# WORK TO COMPLETE:
Give the number of lines in the entries that contain "mode". State only the count.

# EXERCISE INPUTS:

____

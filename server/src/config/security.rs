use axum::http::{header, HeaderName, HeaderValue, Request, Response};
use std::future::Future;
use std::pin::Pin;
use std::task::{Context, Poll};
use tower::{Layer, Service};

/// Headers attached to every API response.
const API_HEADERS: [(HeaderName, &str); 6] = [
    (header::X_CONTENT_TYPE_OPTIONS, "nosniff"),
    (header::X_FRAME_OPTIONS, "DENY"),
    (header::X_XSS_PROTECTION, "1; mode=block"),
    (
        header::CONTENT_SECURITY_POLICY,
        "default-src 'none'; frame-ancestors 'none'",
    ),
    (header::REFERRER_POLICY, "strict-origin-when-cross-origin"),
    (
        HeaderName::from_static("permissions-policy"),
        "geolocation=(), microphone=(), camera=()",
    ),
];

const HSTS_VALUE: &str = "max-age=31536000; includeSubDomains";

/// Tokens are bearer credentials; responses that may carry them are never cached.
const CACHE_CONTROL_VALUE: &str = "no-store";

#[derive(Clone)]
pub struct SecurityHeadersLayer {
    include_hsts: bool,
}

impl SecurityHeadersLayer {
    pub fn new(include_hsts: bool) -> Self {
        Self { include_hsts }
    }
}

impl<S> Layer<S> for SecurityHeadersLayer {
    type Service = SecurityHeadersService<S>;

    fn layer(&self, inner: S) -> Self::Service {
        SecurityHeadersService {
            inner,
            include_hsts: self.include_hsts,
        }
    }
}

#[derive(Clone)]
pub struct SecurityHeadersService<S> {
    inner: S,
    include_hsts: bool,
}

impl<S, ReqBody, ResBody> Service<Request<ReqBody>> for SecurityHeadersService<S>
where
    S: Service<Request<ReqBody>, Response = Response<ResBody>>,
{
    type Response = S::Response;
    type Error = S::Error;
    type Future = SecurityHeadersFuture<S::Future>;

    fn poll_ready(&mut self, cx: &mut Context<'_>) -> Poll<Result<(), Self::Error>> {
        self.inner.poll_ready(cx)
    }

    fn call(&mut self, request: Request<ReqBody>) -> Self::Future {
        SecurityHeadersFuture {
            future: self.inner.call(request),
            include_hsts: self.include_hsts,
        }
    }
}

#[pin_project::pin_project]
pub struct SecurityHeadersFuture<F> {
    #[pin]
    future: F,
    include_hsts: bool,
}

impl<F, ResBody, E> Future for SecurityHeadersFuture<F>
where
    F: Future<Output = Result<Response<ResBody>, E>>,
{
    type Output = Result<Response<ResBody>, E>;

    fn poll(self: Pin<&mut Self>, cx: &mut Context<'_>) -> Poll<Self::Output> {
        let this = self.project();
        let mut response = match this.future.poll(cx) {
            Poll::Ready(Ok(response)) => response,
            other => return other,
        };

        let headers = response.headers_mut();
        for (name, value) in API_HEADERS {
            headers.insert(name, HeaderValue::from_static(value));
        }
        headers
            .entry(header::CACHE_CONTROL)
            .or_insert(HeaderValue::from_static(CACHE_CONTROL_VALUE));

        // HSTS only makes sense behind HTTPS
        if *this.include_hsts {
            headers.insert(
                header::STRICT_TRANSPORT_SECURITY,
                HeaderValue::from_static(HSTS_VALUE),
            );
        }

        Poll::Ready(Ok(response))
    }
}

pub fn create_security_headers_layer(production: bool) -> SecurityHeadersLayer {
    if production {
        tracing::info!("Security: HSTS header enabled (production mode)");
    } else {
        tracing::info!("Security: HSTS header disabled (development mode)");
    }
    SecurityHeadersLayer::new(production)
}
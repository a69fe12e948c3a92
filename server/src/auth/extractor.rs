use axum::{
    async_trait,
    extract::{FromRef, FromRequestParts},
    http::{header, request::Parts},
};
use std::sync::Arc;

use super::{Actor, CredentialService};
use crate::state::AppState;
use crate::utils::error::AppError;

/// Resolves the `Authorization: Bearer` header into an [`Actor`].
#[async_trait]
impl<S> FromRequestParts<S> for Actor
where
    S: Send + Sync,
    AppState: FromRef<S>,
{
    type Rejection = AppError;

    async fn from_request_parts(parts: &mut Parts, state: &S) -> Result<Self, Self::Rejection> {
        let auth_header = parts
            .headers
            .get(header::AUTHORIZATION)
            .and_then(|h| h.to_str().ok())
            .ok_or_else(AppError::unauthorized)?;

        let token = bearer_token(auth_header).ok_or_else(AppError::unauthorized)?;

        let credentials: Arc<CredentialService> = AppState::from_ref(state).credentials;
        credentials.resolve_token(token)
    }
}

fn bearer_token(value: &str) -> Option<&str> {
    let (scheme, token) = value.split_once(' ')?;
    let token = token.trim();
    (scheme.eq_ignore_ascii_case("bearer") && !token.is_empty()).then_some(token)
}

____

# RESPONSE TO THIS TASK:
3